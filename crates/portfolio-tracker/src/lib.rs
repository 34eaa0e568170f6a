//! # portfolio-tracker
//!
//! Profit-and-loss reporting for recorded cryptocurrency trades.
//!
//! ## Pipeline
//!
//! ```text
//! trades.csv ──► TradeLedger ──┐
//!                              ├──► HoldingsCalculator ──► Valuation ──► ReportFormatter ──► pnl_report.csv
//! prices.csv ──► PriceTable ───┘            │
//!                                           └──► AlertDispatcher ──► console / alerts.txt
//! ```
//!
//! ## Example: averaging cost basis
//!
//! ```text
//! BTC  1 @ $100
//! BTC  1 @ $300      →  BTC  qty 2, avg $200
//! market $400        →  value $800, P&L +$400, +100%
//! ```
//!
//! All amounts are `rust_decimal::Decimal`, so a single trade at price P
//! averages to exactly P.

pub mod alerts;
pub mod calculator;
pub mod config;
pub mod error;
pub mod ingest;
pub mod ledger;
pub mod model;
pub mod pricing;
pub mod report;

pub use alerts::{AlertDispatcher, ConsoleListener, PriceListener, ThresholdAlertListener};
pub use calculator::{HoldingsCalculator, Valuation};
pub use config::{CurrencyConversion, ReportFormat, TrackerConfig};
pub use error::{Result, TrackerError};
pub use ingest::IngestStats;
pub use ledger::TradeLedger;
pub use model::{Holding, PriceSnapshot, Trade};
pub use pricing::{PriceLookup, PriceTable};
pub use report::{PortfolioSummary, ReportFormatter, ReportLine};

+--

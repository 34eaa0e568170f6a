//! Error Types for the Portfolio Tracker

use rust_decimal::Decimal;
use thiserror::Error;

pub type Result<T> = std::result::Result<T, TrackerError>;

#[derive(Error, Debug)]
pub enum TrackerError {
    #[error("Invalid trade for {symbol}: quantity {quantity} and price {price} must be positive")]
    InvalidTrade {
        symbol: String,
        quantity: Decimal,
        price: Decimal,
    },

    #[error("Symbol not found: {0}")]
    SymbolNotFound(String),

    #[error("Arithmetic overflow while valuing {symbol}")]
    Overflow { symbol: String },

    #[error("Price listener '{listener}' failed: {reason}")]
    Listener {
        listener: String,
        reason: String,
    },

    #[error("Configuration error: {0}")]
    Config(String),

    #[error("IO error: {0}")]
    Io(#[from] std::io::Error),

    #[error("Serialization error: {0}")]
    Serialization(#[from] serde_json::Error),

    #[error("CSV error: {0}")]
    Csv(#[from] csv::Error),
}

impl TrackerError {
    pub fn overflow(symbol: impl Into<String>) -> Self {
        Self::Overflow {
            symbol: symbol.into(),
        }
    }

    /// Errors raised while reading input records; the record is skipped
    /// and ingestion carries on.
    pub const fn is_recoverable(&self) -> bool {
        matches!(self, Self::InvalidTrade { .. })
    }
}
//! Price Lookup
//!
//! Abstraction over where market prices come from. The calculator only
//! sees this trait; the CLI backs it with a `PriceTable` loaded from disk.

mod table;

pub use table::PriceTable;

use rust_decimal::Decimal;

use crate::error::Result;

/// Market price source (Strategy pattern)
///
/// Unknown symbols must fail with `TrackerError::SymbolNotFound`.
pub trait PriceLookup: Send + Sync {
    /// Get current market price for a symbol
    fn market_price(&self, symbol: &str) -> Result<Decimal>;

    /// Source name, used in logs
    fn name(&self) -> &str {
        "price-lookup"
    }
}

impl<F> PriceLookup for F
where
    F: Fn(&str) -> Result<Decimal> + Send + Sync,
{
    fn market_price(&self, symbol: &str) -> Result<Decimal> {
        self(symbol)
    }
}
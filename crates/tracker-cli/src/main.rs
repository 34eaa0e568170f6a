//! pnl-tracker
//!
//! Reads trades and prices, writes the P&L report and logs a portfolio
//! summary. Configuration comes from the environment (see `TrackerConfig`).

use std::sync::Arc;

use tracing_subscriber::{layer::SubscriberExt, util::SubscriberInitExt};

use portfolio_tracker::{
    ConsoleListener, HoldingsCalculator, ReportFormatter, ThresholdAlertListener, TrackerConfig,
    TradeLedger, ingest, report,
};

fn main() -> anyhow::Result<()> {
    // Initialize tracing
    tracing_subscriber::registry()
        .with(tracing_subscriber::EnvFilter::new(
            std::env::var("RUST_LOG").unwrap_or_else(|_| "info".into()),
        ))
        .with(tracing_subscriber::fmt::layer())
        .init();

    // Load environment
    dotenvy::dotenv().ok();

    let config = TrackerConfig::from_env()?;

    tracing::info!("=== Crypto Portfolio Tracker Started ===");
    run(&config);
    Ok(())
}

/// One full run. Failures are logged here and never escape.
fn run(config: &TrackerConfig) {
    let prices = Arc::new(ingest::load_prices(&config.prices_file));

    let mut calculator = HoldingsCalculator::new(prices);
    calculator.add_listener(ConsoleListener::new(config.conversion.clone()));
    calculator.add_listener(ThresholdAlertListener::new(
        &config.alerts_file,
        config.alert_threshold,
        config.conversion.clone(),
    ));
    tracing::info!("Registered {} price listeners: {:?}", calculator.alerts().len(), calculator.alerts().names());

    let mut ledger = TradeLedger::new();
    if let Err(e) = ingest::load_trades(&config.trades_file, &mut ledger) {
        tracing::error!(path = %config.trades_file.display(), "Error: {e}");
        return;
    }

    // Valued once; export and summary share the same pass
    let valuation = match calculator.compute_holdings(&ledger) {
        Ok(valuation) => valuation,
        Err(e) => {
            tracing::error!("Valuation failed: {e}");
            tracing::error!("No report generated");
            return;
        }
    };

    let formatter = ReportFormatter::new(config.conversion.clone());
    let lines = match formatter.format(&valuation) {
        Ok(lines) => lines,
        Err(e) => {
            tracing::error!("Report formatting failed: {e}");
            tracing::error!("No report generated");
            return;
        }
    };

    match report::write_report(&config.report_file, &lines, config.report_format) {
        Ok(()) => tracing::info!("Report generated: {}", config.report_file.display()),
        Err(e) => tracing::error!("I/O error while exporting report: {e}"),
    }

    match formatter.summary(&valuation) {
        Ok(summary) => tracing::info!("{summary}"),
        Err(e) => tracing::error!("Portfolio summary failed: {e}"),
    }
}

+--

Exercise details: Search the entries above for the string "PriceTable". Copy each line that holds it.

Exercise answer:
//! prices.csv ──► PriceTable ───┘            │
pub use pricing::{PriceLookup, PriceTable};
//! sees this trait; the CLI backs it with a `PriceTable` loaded from disk.
pub use table::PriceTable;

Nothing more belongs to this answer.